Financial Highlights

Delta Air Lines reported a record revenue of $16.7 billion in Q2 2024, representing a 5.4% increase compared to the same quarter in 2023. This growth was driven by strong demand across both domestic and international markets. The company achieved a pre-tax income of $2 billion, translating to earnings per share (EPS) of $2.36. This figure is indicative of Delta's robust profitability and efficient operational management. EPS for the quarter stood at $2.36, showcasing a significant improvement from previous periods and aligning with Delta's guidance.

Source: ir.delta.com

Delta achieved a 15% operating margin, underscoring the company's ability to manage costs effectively while maximizing revenue. The pre-tax margin was recorded at 13%. Operating income for Q2 2024 was $2.3 billion, reflecting the company's ability to maintain high operational efficiency. Non-fuel costs were reported at $9.8 billion, with non-fuel cost per available seat mile (CASM) increasing by 0.6% year-over-year. Fuel expenses were $2.8 billion, impacted by a 5% year-over-year increase in fuel prices.

Delta generated $2.5 billion in operating cash flow and $1.3 billion in free cash flow during the quarter. The company also repaid $1.4 billion in debt, further strengthening its balance sheet. Total debt and finance lease obligations stood at $18 billion at the end of the quarter.

Source: ir.delta.com

Operational Performance

Revenue from premium products and services grew by 10%, while loyalty program revenue increased by 8%. Cargo revenue also saw a significant boost of 16% year-over-year. Financially, revenue passenger miles grew 7% year-over-year, bolstering total revenue per available seat mile at 22.31 cents. Despite a 2.6% decline in adjusted TRASM, adjusted non-fuel costs stood at $9.8 billion, with a non-fuel CASM of 13.14 cents, up 0.6%. Operationally, Delta excelled with high reliability metrics and expanded its fleet with 11 new aircraft, including A321neo and A350-900. Strategic advancements included partnerships with Riyadh Air for expanded connectivity and new routes to Europe and Asia, reinforcing Delta's competitive edge and market position.

Technological Advancements and Innovations

Delta introduced several new product offerings, including the expansion of Delta Premium Select cabins and the launch of Delta One Lounges at major airports like JFK, Boston, and Los Angeles.
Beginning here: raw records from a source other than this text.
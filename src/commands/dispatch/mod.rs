//! Command dispatch logic for pathgraph

use std::time::Instant;

use crate::cli::{Cli, Commands};
use pathgraph_core::config::Config;
use pathgraph_core::error::Result;
use tracing::debug;

mod command;

use command::{Command, CommandContext, NoCommand};

pub fn run(cli: &Cli, config: &Config, start: Instant) -> Result<()> {
    let ctx = CommandContext::new(cli, config, start);

    debug!(elapsed = ?start.elapsed(), strict = ctx.strict(), "dispatch");

    match &cli.command {
        None => NoCommand.execute(&ctx),
        Some(cmd) => cmd.execute(&ctx),
    }
}

impl Command for Commands {
    fn execute(&self, ctx: &CommandContext) -> Result<()> {
        match self {
            Commands::Connected(args) => {
                let graph = ctx.build_graph(args)?;
                crate::commands::connected::execute(ctx.cli, &graph)
            }
            Commands::Path {
                graph,
                from,
                to,
                mode,
            } => {
                let built = ctx.build_graph(graph)?;
                let mode = mode.unwrap_or(ctx.config.relaxation);
                crate::commands::path::execute(ctx.cli, &built, *from, *to, mode)
            }
            Commands::Inspect(args) => {
                let graph = ctx.build_graph(args)?;
                crate::commands::inspect::execute(ctx.cli, &graph)
            }
        }
    }
}
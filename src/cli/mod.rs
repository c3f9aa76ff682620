//! CLI argument parsing for pathgraph
//!
//! Uses clap for argument parsing.
//! Supports global flags: --format, --quiet, --verbose, --config, --strict

pub mod parse;

use std::path::PathBuf;

use clap::{Args, Parser, Subcommand};

use pathgraph_core::edge::EdgeSpec;
use pathgraph_core::graph::RelaxationMode;
use parse::{parse_edge_spec, parse_output_format, parse_relaxation_mode};

pub use pathgraph_core::format::OutputFormat;

/// Pathgraph - reachability and lowest-weight paths over weighted directed graphs
#[derive(Parser, Debug)]
#[command(name = "pathgraph")]
#[command(author, version, about, long_about = None)]
#[command(propagate_version = true)]
pub struct Cli {
    /// Output format (human, json, records)
    #[arg(long, global = true, default_value = "human", value_parser = parse_output_format)]
    pub format: OutputFormat,

    /// Suppress non-essential output
    #[arg(long, short, global = true)]
    pub quiet: bool,

    /// Enable debug logging
    #[arg(long, short, global = true)]
    pub verbose: bool,

    /// Log filter (e.g. "debug" or "pathgraph_core=trace")
    #[arg(long, global = true, env = "PATHGRAPH_LOG_LEVEL")]
    pub log_level: Option<String>,

    /// Emit logs as JSON
    #[arg(long, global = true)]
    pub log_json: bool,

    /// Config file (defaults to the platform config directory)
    #[arg(long, global = true)]
    pub config: Option<PathBuf>,

    /// Fail if any edge is rejected
    #[arg(long, global = true)]
    pub strict: bool,

    #[command(subcommand)]
    pub command: Option<Commands>,
}

#[derive(Subcommand, Debug)]
pub enum Commands {
    /// Check whether every vertex is reachable from the first one
    Connected(GraphArgs),

    /// Find the lowest-weight path between two vertices
    Path {
        #[command(flatten)]
        graph: GraphArgs,

        /// Source vertex
        #[arg(long, allow_hyphen_values = true)]
        from: i32,

        /// Destination vertex
        #[arg(long, allow_hyphen_values = true)]
        to: i32,

        /// Relaxation mode (two-phase, converged); defaults to the config value
        #[arg(long, value_parser = parse_relaxation_mode)]
        mode: Option<RelaxationMode>,
    },

    /// Show vertices, adjacency matrix and rejected edges
    Inspect(GraphArgs),
}

/// Edges shared by every command
#[derive(Args, Debug, Clone)]
pub struct GraphArgs {
    /// Edge as BEGIN:END:WEIGHT (repeatable)
    #[arg(
        long = "edge",
        short = 'e',
        value_name = "BEGIN:END:WEIGHT",
        value_parser = parse_edge_spec,
        allow_hyphen_values = true,
        action = clap::ArgAction::Append
    )]
    pub edges: Vec<EdgeSpec>,
}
These initiatives are aimed at enhancing the customer experience and differentiating Delta's premium services.  Delta's operational performance remained strong, with a high completion factor of 99.5% and 39 brand-perfect days in the first half of 2024. The company's maintenance program improvements led to a 77% reduction in maintenance cancellations, highlighting its commitment to reliability and customer satisfaction.
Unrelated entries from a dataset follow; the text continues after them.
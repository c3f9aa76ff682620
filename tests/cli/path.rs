use crate::support::{pathgraph, reversed_chain_edges, sample_edges};
use predicates::prelude::*;

// ============================================================================
// Path command tests
// ============================================================================

#[test]
fn test_path_direct_edge() {
    pathgraph()
        .args(["path", "-e", "1:2:10", "-e", "2:3:15", "--from", "1", "--to", "2"])
        .assert()
        .success()
        .stdout("Path ( 1 -> 2 )\nweight: 10 (1 hops, two-phase)\n");
}

#[test]
fn test_path_beats_direct_edge() {
    pathgraph()
        .arg("path")
        .args(sample_edges())
        .args(["--from", "1", "--to", "4"])
        .assert()
        .success()
        .stdout("Path ( 1 -> 5 -> 4 )\nweight: 40 (2 hops, two-phase)\n");
}

#[test]
fn test_path_same_vertex() {
    pathgraph()
        .args(["--quiet", "path", "-e", "1:2:10", "--from", "2", "--to", "2"])
        .assert()
        .success()
        .stdout("Path ( 2 )\n");
}

#[test]
fn test_path_unreachable_exit_code_3() {
    pathgraph()
        .args([
            "path", "-e", "1:2:10", "-e", "3:6:15", "-e", "4:5:10", "-e", "5:6:20", "--from", "1",
            "--to", "6",
        ])
        .assert()
        .code(3)
        .stdout("")
        .stderr(predicate::str::contains("error: no path from 1 to 6"));
}

#[test]
fn test_path_all_edges_invalid() {
    pathgraph()
        .args([
            "path",
            "--edge=-1:-2:10",
            "--edge=12:3:-1",
            "--from",
            "1",
            "--to",
            "2",
        ])
        .assert()
        .code(3)
        .stderr(predicate::str::contains("edge_rejected"))
        .stderr(predicate::str::contains("no path from 1 to 2"));
}

#[test]
fn test_path_strict_rejects() {
    pathgraph()
        .args([
            "--strict",
            "path",
            "--edge=-1:-2:10",
            "--edge=12:3:-1",
            "--from",
            "1",
            "--to",
            "2",
        ])
        .assert()
        .code(2)
        .stderr(predicate::str::contains("2 edge(s) rejected in strict mode"));
}

#[test]
fn test_path_json() {
    let output = pathgraph()
        .args(["--format", "json", "path"])
        .args(sample_edges())
        .args(["--from", "1", "--to", "4"])
        .output()
        .unwrap();

    assert!(output.status.success());
    let json: serde_json::Value = serde_json::from_slice(&output.stdout).unwrap();
    assert_eq!(json["from"], 1);
    assert_eq!(json["to"], 4);
    assert_eq!(json["mode"], "two-phase");
    assert_eq!(json["path"], serde_json::json!([1, 5, 4]));
    assert_eq!(json["hops"], 2);
    assert_eq!(json["weight"], 40);
}

#[test]
fn test_path_json_error_envelope() {
    let output = pathgraph()
        .args(["--format", "json", "path", "-e", "1:2:1", "--from", "2", "--to", "1"])
        .output()
        .unwrap();

    assert_eq!(output.status.code(), Some(3));
    let stderr = String::from_utf8_lossy(&output.stderr);
    let line = stderr
        .lines()
        .find(|l| l.starts_with('{'))
        .expect("json error line");
    let json: serde_json::Value = serde_json::from_str(line).unwrap();
    assert_eq!(json["error"]["type"], "no_path");
    assert_eq!(json["error"]["code"], 3);
}

#[test]
fn test_path_records() {
    pathgraph()
        .args(["--format", "records", "path"])
        .args(sample_edges())
        .args(["--from", "1", "--to", "4"])
        .assert()
        .success()
        .stdout(
            "H pathgraph=1 records=1 mode=path from=1 to=4 relaxation=two-phase found=true length=3 weight=40\n\
             V 1\nV 5\nV 4\nE 1 5 10\nE 5 4 30\n",
        );
}

#[test]
fn test_two_phase_misses_long_chain() {
    pathgraph()
        .args(["--quiet", "path"])
        .args(reversed_chain_edges())
        .args(["--from", "1", "--to", "4"])
        .assert()
        .success()
        .stdout("Path ( 1 -> 4 )\n");
}

#[test]
fn test_converged_mode_finds_long_chain() {
    pathgraph()
        .arg("path")
        .args(reversed_chain_edges())
        .args(["--from", "1", "--to", "4", "--mode", "converged"])
        .assert()
        .success()
        .stdout("Path ( 1 -> 2 -> 3 -> 4 )\nweight: 3 (3 hops, converged)\n");
}

#[test]
fn test_unknown_mode_is_usage_error() {
    pathgraph()
        .args(["path", "-e", "1:2:1", "--from", "1", "--to", "2", "--mode", "dijkstra"])
        .assert()
        .code(2);
}
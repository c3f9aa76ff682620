//! Pathgraph Core Library
//!
//! Core domain logic for pathgraph: building a directed, weighted graph from
//! edge triples and answering reachability and lowest-weight path queries.

pub mod config;
pub mod edge;
pub mod error;
pub mod events;
pub mod format;
pub mod graph;
pub mod logging;

pub use edge::{EdgeError, EdgeRecord, VertexId, Weight};
pub use graph::{Graph, GraphBuilder, PathResult, RelaxationMode};
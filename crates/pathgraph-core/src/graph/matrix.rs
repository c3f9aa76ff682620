//! Square adjacency matrix over dense vertex indices

use serde::Serialize;

use crate::edge::Weight;

/// `n x n` weight grid; a zero cell means "no edge"
#[derive(Debug, Clone, PartialEq, Eq, Serialize)]
pub struct AdjacencyMatrix {
    side: usize,
    cells: Vec<Weight>,
}

impl AdjacencyMatrix {
    /// Zero-filled matrix with `side` rows and columns
    pub fn new(side: usize) -> Self {
        Self {
            side,
            cells: vec![0; side * side],
        }
    }

    pub fn side(&self) -> usize {
        self.side
    }

    /// Raw cell value, zero when there is no edge
    pub fn get(&self, row: usize, col: usize) -> Weight {
        self.cells[row * self.side + col]
    }

    pub(crate) fn set(&mut self, row: usize, col: usize, weight: Weight) {
        self.cells[row * self.side + col] = weight;
    }

    /// Edge weight if the cell holds one
    pub fn edge(&self, row: usize, col: usize) -> Option<Weight> {
        match self.get(row, col) {
            0 => None,
            weight => Some(weight),
        }
    }

    /// Outgoing edges of `row` as `(col, weight)` in ascending column order
    pub fn outgoing(&self, row: usize) -> impl Iterator<Item = (usize, Weight)> + '_ {
        self.row(row)
            .iter()
            .enumerate()
            .filter(|(_, weight)| **weight != 0)
            .map(|(col, weight)| (col, *weight))
    }

    pub fn row(&self, row: usize) -> &[Weight] {
        &self.cells[row * self.side..(row + 1) * self.side]
    }

    /// Iterate rows top to bottom
    pub fn rows(&self) -> impl Iterator<Item = &[Weight]> {
        // chunks_exact panics on a zero chunk size
        let side = self.side.max(1);
        self.cells.chunks_exact(side)
    }
}
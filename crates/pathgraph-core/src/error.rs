//! Error types and exit codes for pathgraph
//!
//! Exit codes:
//! - 0: Success
//! - 1: Generic failure
//! - 2: Usage error (bad flags/args, rejected edges in strict mode)
//! - 3: Data error (no path between the requested vertices)
//!
//! Edge validation failures are [`crate::edge::EdgeError`]; the builder
//! recovers from those and they only surface here through strict mode.

mod macros;

use std::path::PathBuf;

use thiserror::Error;

use crate::edge::VertexId;

/// Exit codes for the pathgraph CLI
#[derive(Debug, Clone, Copy, PartialEq, Eq)]
pub enum ExitCode {
    /// Success (0)
    Success = 0,
    /// Generic failure (1)
    Failure = 1,
    /// Usage error - bad flags/args (2)
    Usage = 2,
    /// Data error - no result for the query (3)
    Data = 3,
}

impl From<ExitCode> for i32 {
    fn from(code: ExitCode) -> i32 {
        code as i32
    }
}

/// Errors that can occur outside the graph core
#[derive(Error, Debug)]
pub enum GraphError {
    // Usage errors (exit code 2)
    #[error("unknown format: {0} (expected: human, json, or records)")]
    UnknownFormat(String),

    #[error("{0}")]
    UsageError(String),

    #[error("invalid {context}: {value}")]
    InvalidValue { context: String, value: String },

    #[error("unsupported {context}: {value} (supported: {supported})")]
    Unsupported {
        context: String,
        value: String,
        supported: String,
    },

    #[error("{count} edge(s) rejected in strict mode")]
    RejectedEdges { count: usize },

    // Data errors (exit code 3)
    #[error("no path from {from} to {to}")]
    NoPath { from: VertexId, to: VertexId },

    // Generic failures (exit code 1)
    #[error("config file not found: {path:?}")]
    ConfigNotFound { path: PathBuf },

    #[error("IO error: {0}")]
    Io(#[from] std::io::Error),

    #[error("JSON error: {0}")]
    Json(#[from] serde_json::Error),

    #[error("TOML error: {0}")]
    Toml(#[from] toml::de::Error),

    #[error("{0}")]
    Other(String),
}

impl GraphError {
    /// Create an error for an invalid value or configuration
    pub fn invalid_value(context: &str, value: impl std::fmt::Display) -> Self {
        GraphError::InvalidValue {
            context: context.to_string(),
            value: value.to_string(),
        }
    }

    /// Create an error for an unsupported value
    pub fn unsupported(
        context: &str,
        value: impl std::fmt::Display,
        supported: impl std::fmt::Display,
    ) -> Self {
        GraphError::Unsupported {
            context: context.to_string(),
            value: value.to_string(),
            supported: supported.to_string(),
        }
    }

    /// Get the appropriate exit code for this error
    pub fn exit_code(&self) -> ExitCode {
        match self {
            GraphError::UnknownFormat(_)
            | GraphError::UsageError(_)
            | GraphError::InvalidValue { .. }
            | GraphError::Unsupported { .. }
            | GraphError::RejectedEdges { .. } => ExitCode::Usage,

            GraphError::NoPath { .. } => ExitCode::Data,

            GraphError::ConfigNotFound { .. }
            | GraphError::Io(_)
            | GraphError::Json(_)
            | GraphError::Toml(_)
            | GraphError::Other(_) => ExitCode::Failure,
        }
    }

    /// Get the error type identifier
    pub fn error_type(&self) -> &'static str {
        match self {
            GraphError::UnknownFormat(_) => "unknown_format",
            GraphError::UsageError(_) => "usage_error",
            GraphError::InvalidValue { .. } => "invalid_value",
            GraphError::Unsupported { .. } => "unsupported",
            GraphError::RejectedEdges { .. } => "rejected_edges",
            GraphError::NoPath { .. } => "no_path",
            GraphError::ConfigNotFound { .. } => "config_not_found",
            GraphError::Io(_) => "io_error",
            GraphError::Json(_) => "json_error",
            GraphError::Toml(_) => "toml_error",
            GraphError::Other(_) => "other",
        }
    }

    /// Convert error to JSON representation for structured error output
    pub fn to_json(&self) -> serde_json::Value {
        serde_json::json!({
            "error": {
                "code": self.exit_code() as i32,
                "type": self.error_type(),
                "message": self.to_string(),
            }
        })
    }
}

/// Result type alias for pathgraph operations
pub type Result<T> = std::result::Result<T, GraphError>;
B. DAL Stock Price Performance

Delta Air Lines (NYSE: DAL) exhibited a price decline of 2% over the analyzed period, contrasting with the S&P 500's 4% gain. This underperformance against broader market indices can be attributed to several factors specific to Delta and the airline industry. Airlines face ongoing challenges such as fluctuating fuel costs, regulatory changes, and operational complexities. Delta's market capitalization of $31 billion reflects its substantial scale but also exposes it to industry-wide risks, including economic downturns and competitive pressures. The stock's quarterly performance, marked by a high of $53.86 and a low of $45.45, underscores volatility in the sector, influenced by factors like travel demand fluctuations and global economic conditions.

Source: Ycharts.com

II. DAL Stock Forecast: Outlook & Growth Opportunities

Delta Air Lines (NYSE: DAL) stands poised for significant growth, with a robust outlook backed by diverse revenue streams and strategic initiatives.  
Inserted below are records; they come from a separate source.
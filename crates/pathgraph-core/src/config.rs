//! Configuration for pathgraph (stored in ~/.config/pathgraph/config.toml)
//!
//! Every field has a default, so a missing or empty file is a valid config.
//! Command-line flags take precedence over values loaded here.

use std::fs;
use std::path::{Path, PathBuf};

use serde::{Deserialize, Serialize};

use crate::error::{GraphError, Result};
use crate::graph::RelaxationMode;

const CONFIG_DIR: &str = "pathgraph";
const CONFIG_FILE: &str = "config.toml";
const CONFIG_DIR_ENV_VAR: &str = "PATHGRAPH_CONFIG_DIR";

#[derive(Debug, Clone, PartialEq, Eq, Default, Serialize, Deserialize)]
#[serde(deny_unknown_fields)]
pub struct Config {
    /// Relaxation used by path queries
    #[serde(default)]
    pub relaxation: RelaxationMode,

    /// Fail when any edge is rejected instead of dropping it
    #[serde(default)]
    pub strict: bool,

    /// Log filter directive (e.g. "debug" or "pathgraph_core=trace")
    #[serde(default, skip_serializing_if = "Option::is_none")]
    pub log_level: Option<String>,
}

impl Config {
    /// Default config file location
    pub fn default_path() -> Result<PathBuf> {
        // Allow environment variable override for testing
        let config_dir = if let Ok(env_dir) = std::env::var(CONFIG_DIR_ENV_VAR) {
            PathBuf::from(env_dir)
        } else {
            dirs::config_dir()
                .ok_or_else(|| {
                    GraphError::Other("unable to determine config directory".to_string())
                })?
                .join(CONFIG_DIR)
        };

        Ok(config_dir.join(CONFIG_FILE))
    }

    /// Load configuration.
    ///
    /// An explicit path must exist. Without one, the default location is
    /// tried and a missing file yields [`Config::default`].
    pub fn load(explicit: Option<&Path>) -> Result<Self> {
        match explicit {
            Some(path) => {
                if !path.exists() {
                    return Err(GraphError::ConfigNotFound {
                        path: path.to_path_buf(),
                    });
                }
                Self::from_file(path)
            }
            None => {
                let path = Self::default_path()?;
                if !path.exists() {
                    tracing::debug!(path = %path.display(), "no config file, using defaults");
                    return Ok(Self::default());
                }
                Self::from_file(&path)
            }
        }
    }

    /// Read and parse a config file
    pub fn from_file(path: &Path) -> Result<Self> {
        let content = fs::read_to_string(path)?;
        let config = Self::parse(&content)?;
        tracing::debug!(path = %path.display(), relaxation = %config.relaxation, strict = config.strict, "config_loaded");
        Ok(config)
    }

    pub fn parse(content: &str) -> Result<Self> {
        Ok(toml::from_str(content)?)
    }
}
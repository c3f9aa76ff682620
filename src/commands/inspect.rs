//! `pathgraph inspect` - dump the built graph

use serde::Serialize;

use crate::cli::{Cli, OutputFormat};
use pathgraph_core::edge::{EdgeRecord, VertexId, Weight};
use pathgraph_core::error::Result;
use pathgraph_core::graph::{Graph, RejectedEdge};

#[derive(Debug, Serialize)]
struct InspectOutput<'a> {
    vertices: &'a [VertexId],
    matrix: Vec<&'a [Weight]>,
    edges: &'a [EdgeRecord],
    rejected: &'a [RejectedEdge],
}

/// Execute the inspect command
pub fn execute(cli: &Cli, graph: &Graph) -> Result<()> {
    match cli.format {
        OutputFormat::Json => {
            let output = InspectOutput {
                vertices: graph.vertices(),
                matrix: graph.matrix().rows().collect(),
                edges: graph.edges(),
                rejected: graph.rejected(),
            };
            println!("{}", serde_json::to_string_pretty(&output)?);
        }
        OutputFormat::Human => output_human(cli, graph),
        OutputFormat::Records => output_records(graph),
    }

    Ok(())
}

fn output_human(cli: &Cli, graph: &Graph) {
    let vertices = graph.vertices();
    println!(
        "{} vertices, {} edges, {} rejected",
        graph.vertex_count(),
        graph.edge_count(),
        graph.rejected().len()
    );

    if !vertices.is_empty() {
        let width = graph
            .matrix()
            .rows()
            .flatten()
            .map(|w| w.to_string().len())
            .chain(vertices.iter().map(|v| v.to_string().len()))
            .max()
            .unwrap_or(1);

        println!();
        let header: Vec<String> = vertices.iter().map(|v| format!("{:>width$}", v)).collect();
        println!("{:>width$} | {}", "", header.join(" "));
        for (vertex, row) in vertices.iter().zip(graph.matrix().rows()) {
            let cells: Vec<String> = row
                .iter()
                .map(|w| match *w {
                    0 => format!("{:>width$}", "."),
                    w => format!("{:>width$}", w),
                })
                .collect();
            println!("{:>width$} | {}", vertex, cells.join(" "));
        }
    }

    if cli.quiet || graph.rejected().is_empty() {
        return;
    }

    println!();
    println!("rejected:");
    for rejected in graph.rejected() {
        println!(
            "  {}:{}:{}  {}",
            rejected.begin, rejected.end, rejected.weight, rejected.error
        );
    }
}

fn output_records(graph: &Graph) {
    println!(
        "H pathgraph=1 records=1 mode=inspect vertices={} edges={} rejected={}",
        graph.vertex_count(),
        graph.edge_count(),
        graph.rejected().len()
    );
    for (index, vertex) in graph.vertices().iter().enumerate() {
        println!("V {} {}", index, vertex);
    }
    for edge in graph.edges() {
        println!("E {} {} {}", edge.begin(), edge.end(), edge.weight());
    }
    for rejected in graph.rejected() {
        println!(
            "R {} {} {} \"{}\"",
            rejected.begin, rejected.end, rejected.weight, rejected.error
        );
    }
}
A. Segments with Growth Potential

  • Premium and Loyalty Programs: Delta's premium services and loyalty programs constitute a substantial portion of its revenue. In the June quarter, premium revenue grew by 10% year-over-year, indicating strong demand for upgraded travel experiences. Loyalty revenue, bolstered by co-brand spend and an increasing premium card mix, grew by 8%. The remuneration from American Express, up by 9% from the previous year, further underscores the potential of this segment.
  • Corporate Travel: Corporate travel demand has shown consistent growth, with managed corporate travel volumes increasing in double digits for six consecutive months. Recent surveys indicate that 90% of companies plan to maintain or increase their travel volumes, promising steady growth in this segment.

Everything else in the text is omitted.